** Opening Exercise materials block **

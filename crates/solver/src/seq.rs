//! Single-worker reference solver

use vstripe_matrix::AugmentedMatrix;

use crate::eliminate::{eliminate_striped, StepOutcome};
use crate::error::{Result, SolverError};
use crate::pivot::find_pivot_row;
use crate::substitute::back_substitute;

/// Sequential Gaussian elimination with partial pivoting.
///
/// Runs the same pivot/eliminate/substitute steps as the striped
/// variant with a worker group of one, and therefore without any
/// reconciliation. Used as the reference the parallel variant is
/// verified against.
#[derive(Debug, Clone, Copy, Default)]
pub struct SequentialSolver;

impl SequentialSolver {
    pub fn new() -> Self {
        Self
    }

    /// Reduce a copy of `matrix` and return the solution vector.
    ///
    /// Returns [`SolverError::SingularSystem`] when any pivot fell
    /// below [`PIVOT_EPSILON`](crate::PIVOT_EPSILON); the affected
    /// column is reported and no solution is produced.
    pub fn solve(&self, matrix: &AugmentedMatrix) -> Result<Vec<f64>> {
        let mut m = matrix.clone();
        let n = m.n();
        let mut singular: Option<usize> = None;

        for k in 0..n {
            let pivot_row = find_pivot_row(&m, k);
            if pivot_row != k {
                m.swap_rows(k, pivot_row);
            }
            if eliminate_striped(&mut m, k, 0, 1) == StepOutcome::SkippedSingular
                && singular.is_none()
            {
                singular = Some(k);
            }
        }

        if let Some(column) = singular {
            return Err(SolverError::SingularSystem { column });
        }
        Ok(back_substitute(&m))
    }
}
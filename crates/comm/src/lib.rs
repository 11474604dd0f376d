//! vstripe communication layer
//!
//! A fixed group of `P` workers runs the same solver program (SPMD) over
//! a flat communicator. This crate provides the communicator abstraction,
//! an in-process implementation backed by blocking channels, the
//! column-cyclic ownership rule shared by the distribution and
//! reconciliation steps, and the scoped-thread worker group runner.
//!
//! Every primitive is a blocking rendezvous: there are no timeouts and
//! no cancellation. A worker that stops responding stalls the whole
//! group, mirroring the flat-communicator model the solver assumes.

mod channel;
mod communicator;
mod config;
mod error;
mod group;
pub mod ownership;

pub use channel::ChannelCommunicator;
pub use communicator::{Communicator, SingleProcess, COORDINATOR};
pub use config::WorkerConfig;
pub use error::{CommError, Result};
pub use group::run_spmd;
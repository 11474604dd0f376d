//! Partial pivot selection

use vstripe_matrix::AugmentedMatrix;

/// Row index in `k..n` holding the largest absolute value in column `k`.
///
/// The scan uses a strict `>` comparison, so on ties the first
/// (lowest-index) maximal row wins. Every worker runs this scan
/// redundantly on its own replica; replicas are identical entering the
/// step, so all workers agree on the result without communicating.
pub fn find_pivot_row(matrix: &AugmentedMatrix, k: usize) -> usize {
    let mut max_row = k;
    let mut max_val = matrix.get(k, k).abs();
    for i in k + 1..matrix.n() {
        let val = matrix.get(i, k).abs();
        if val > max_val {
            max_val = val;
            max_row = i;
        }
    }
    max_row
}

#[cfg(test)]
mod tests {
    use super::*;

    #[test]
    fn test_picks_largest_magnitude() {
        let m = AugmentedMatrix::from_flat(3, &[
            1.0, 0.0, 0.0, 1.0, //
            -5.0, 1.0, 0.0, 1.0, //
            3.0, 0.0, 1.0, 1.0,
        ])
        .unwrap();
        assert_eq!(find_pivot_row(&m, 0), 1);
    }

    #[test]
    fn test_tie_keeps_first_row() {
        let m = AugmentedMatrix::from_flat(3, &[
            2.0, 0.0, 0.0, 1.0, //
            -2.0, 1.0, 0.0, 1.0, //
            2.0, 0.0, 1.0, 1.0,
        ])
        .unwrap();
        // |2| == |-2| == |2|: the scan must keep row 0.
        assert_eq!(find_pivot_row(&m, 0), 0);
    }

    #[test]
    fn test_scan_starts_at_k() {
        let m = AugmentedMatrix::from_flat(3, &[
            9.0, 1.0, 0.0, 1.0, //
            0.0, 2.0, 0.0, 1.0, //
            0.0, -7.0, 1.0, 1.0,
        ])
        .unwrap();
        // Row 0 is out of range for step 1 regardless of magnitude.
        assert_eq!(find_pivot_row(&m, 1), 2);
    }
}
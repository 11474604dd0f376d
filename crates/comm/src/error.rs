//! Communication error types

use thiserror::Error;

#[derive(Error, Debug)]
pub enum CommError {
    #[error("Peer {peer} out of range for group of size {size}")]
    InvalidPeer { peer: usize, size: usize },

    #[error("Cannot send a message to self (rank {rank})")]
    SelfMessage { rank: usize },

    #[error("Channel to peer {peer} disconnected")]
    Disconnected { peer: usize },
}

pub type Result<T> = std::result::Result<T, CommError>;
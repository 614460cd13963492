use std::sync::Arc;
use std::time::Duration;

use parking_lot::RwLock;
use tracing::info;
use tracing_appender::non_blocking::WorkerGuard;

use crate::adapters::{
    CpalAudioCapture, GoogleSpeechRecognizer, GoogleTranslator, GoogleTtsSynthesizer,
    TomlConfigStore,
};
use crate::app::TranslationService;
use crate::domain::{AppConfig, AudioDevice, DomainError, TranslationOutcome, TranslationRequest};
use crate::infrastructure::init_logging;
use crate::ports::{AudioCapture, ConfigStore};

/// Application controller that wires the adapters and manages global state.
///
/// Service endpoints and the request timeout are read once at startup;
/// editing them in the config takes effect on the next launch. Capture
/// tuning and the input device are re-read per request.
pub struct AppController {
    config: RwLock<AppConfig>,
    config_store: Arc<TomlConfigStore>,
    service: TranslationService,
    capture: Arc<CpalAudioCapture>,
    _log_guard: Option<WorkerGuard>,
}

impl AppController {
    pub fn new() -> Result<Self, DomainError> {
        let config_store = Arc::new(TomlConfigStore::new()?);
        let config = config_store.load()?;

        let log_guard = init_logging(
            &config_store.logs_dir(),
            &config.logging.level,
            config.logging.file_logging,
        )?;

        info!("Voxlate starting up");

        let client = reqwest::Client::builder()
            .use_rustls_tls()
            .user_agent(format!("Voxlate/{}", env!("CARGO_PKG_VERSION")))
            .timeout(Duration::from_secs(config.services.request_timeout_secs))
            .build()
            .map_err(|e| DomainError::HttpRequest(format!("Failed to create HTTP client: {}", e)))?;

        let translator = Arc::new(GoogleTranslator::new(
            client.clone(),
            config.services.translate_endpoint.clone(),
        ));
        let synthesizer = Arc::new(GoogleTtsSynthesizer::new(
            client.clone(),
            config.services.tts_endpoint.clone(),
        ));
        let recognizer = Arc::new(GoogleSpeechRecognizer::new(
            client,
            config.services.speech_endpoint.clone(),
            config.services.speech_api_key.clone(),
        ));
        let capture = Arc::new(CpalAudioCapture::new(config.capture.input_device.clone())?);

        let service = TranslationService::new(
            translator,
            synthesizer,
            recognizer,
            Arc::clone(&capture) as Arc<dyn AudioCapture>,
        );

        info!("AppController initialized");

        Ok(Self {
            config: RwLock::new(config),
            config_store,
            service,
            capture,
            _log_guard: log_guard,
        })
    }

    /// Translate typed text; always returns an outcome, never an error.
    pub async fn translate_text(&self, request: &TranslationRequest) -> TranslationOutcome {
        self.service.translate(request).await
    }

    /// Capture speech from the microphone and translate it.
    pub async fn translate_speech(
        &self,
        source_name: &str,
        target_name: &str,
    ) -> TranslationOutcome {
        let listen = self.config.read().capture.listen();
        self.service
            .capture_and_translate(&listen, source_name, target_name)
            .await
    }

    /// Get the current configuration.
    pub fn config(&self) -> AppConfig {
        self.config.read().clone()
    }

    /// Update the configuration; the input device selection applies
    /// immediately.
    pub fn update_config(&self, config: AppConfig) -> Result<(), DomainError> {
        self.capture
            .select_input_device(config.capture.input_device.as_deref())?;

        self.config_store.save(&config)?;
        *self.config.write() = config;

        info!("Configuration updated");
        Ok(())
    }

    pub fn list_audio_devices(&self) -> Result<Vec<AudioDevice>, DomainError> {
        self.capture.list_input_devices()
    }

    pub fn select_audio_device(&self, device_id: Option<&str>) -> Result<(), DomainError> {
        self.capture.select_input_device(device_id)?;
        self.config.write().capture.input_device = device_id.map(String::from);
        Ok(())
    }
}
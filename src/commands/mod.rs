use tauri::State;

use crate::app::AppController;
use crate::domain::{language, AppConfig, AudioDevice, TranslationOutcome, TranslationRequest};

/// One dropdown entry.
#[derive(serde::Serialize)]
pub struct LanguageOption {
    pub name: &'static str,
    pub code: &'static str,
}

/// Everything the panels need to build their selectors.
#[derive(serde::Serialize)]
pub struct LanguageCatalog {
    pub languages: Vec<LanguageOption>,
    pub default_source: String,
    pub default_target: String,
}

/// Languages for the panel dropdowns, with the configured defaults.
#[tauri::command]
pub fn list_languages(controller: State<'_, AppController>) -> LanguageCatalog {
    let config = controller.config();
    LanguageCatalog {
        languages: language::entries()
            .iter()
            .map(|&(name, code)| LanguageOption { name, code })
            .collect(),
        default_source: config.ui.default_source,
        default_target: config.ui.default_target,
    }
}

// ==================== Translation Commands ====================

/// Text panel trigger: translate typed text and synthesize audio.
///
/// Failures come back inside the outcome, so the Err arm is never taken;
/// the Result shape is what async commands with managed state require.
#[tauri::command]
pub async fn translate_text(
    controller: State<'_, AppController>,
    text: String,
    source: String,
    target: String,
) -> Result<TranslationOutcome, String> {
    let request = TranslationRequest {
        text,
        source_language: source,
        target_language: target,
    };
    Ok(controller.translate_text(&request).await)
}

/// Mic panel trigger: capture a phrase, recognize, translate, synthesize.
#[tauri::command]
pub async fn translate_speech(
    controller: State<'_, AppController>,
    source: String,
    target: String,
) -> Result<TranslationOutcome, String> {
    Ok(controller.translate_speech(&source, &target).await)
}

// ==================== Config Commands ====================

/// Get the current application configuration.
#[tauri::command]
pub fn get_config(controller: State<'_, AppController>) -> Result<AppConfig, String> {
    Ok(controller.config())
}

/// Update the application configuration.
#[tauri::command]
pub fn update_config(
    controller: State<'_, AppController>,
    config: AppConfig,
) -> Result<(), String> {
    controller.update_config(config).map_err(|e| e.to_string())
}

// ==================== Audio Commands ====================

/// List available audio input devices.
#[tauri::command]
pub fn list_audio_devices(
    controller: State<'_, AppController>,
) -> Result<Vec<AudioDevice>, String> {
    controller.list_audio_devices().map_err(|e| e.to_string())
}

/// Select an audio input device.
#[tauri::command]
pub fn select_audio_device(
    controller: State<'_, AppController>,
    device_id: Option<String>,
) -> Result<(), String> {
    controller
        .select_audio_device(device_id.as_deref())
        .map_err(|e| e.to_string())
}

** Closing Exercise materials block **
** Opening Exercise materials block **

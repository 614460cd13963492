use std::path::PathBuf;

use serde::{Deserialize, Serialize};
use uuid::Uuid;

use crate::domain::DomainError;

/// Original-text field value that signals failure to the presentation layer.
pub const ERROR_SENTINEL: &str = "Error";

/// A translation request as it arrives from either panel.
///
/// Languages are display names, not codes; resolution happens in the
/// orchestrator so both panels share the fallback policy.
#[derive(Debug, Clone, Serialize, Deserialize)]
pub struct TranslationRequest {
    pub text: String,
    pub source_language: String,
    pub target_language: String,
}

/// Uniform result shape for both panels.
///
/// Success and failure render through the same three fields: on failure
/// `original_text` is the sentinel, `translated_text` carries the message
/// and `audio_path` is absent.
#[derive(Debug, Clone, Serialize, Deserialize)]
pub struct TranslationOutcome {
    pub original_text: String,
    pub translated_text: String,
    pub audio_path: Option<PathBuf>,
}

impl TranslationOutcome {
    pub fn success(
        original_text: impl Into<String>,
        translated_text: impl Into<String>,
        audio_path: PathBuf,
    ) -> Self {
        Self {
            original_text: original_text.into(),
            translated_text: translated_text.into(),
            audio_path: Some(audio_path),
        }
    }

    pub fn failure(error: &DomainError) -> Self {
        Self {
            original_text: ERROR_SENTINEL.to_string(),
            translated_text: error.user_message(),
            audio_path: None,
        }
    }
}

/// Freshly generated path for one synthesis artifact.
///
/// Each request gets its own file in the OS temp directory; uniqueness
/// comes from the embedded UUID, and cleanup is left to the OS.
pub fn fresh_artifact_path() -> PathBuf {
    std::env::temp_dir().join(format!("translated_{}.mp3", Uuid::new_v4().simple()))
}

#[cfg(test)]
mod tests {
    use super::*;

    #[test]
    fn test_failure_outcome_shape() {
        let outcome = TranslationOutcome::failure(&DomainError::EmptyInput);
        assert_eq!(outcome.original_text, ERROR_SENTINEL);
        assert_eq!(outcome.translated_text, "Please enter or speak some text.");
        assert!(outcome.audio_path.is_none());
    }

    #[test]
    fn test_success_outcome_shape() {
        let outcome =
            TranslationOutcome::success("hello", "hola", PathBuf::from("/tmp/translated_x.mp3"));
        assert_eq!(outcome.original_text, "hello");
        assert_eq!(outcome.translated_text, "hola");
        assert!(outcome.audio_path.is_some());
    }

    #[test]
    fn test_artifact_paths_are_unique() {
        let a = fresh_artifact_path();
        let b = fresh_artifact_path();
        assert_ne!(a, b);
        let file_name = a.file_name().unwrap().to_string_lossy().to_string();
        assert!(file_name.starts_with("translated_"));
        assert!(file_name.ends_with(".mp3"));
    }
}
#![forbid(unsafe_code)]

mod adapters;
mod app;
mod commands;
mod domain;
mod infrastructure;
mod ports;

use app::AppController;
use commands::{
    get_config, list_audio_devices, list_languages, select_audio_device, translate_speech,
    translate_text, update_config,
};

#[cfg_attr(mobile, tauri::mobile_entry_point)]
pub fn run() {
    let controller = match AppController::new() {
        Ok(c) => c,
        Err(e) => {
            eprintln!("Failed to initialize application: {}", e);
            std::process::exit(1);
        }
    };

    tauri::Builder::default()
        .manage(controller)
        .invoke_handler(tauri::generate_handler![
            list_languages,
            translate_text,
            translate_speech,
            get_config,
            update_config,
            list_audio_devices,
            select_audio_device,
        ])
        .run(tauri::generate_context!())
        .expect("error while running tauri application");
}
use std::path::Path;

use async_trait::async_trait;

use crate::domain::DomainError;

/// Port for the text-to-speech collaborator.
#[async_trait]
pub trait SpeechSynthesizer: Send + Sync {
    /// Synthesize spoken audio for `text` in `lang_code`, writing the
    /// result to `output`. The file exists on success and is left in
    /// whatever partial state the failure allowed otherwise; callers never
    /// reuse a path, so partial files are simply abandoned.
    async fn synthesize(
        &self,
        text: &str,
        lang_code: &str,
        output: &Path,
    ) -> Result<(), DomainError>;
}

** Closing Exercise materials block **

#### Description of the task:
Beginning with the line containing "filename crates/solver/src/seq.rs" and ending with the line containing "singular = Some(k);", extract those lines exactly from the listing above, and only those.

#### Written solution:
filename crates/solver/src/seq.rs
//! Single-worker reference solver

use vstripe_matrix::AugmentedMatrix;

use crate::eliminate::{eliminate_striped, StepOutcome};
use crate::error::{Result, SolverError};
use crate::pivot::find_pivot_row;
use crate::substitute::back_substitute;

/// Sequential Gaussian elimination with partial pivoting.
///
/// Runs the same pivot/eliminate/substitute steps as the striped
/// variant with a worker group of one, and therefore without any
/// reconciliation. Used as the reference the parallel variant is
/// verified against.
#[derive(Debug, Clone, Copy, Default)]
pub struct SequentialSolver;

impl SequentialSolver {
    pub fn new() -> Self {
        Self
    }

    /// Reduce a copy of `matrix` and return the solution vector.
    ///
    /// Returns [`SolverError::SingularSystem`] when any pivot fell
    /// below [`PIVOT_EPSILON`](crate::PIVOT_EPSILON); the affected
    /// column is reported and no solution is produced.
    pub fn solve(&self, matrix: &AugmentedMatrix) -> Result<Vec<f64>> {
        let mut m = matrix.clone();
        let n = m.n();
        let mut singular: Option<usize> = None;

        for k in 0..n {
            let pivot_row = find_pivot_row(&m, k);
            if pivot_row != k {
                m.swap_rows(k, pivot_row);
            }
            if eliminate_striped(&mut m, k, 0, 1) == StepOutcome::SkippedSingular
                && singular.is_none()
            {
                singular = Some(k);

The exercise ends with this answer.